[Directions] The answer must be a bare number: the count of lines below that contain "self".

[Data section]
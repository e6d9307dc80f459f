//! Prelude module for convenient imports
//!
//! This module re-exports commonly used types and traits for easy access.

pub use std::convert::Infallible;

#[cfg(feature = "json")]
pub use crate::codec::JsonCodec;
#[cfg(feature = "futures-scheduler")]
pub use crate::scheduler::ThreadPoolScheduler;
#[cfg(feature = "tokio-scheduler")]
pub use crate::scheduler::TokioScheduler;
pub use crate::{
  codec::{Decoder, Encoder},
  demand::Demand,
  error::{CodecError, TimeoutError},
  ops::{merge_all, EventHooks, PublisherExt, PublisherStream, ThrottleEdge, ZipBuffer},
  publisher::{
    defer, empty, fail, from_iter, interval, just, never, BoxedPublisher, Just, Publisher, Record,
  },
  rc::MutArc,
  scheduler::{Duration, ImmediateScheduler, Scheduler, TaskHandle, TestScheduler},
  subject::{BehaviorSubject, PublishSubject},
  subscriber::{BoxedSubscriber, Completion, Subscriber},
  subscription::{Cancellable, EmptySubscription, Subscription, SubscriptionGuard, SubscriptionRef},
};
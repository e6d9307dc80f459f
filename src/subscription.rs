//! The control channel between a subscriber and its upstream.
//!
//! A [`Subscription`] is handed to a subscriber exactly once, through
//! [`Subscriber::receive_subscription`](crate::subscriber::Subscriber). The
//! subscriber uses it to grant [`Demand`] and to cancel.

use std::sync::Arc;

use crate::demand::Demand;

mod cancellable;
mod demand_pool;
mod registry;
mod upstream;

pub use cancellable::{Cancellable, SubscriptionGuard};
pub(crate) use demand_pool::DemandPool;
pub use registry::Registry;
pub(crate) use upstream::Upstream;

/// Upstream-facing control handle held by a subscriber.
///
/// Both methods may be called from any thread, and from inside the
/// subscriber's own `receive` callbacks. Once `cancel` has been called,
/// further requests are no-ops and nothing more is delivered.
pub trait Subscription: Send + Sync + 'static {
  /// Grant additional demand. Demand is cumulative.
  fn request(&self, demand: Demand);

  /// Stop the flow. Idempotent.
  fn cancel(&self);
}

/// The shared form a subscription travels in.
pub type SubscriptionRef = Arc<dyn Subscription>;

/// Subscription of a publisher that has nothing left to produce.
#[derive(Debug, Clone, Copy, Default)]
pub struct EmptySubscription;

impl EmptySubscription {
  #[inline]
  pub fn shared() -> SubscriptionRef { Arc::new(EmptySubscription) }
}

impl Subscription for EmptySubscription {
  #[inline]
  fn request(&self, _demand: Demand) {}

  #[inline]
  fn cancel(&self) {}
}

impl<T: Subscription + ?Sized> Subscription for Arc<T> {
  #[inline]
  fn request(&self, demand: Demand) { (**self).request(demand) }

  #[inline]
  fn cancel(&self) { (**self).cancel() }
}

[Answer to this problem] 6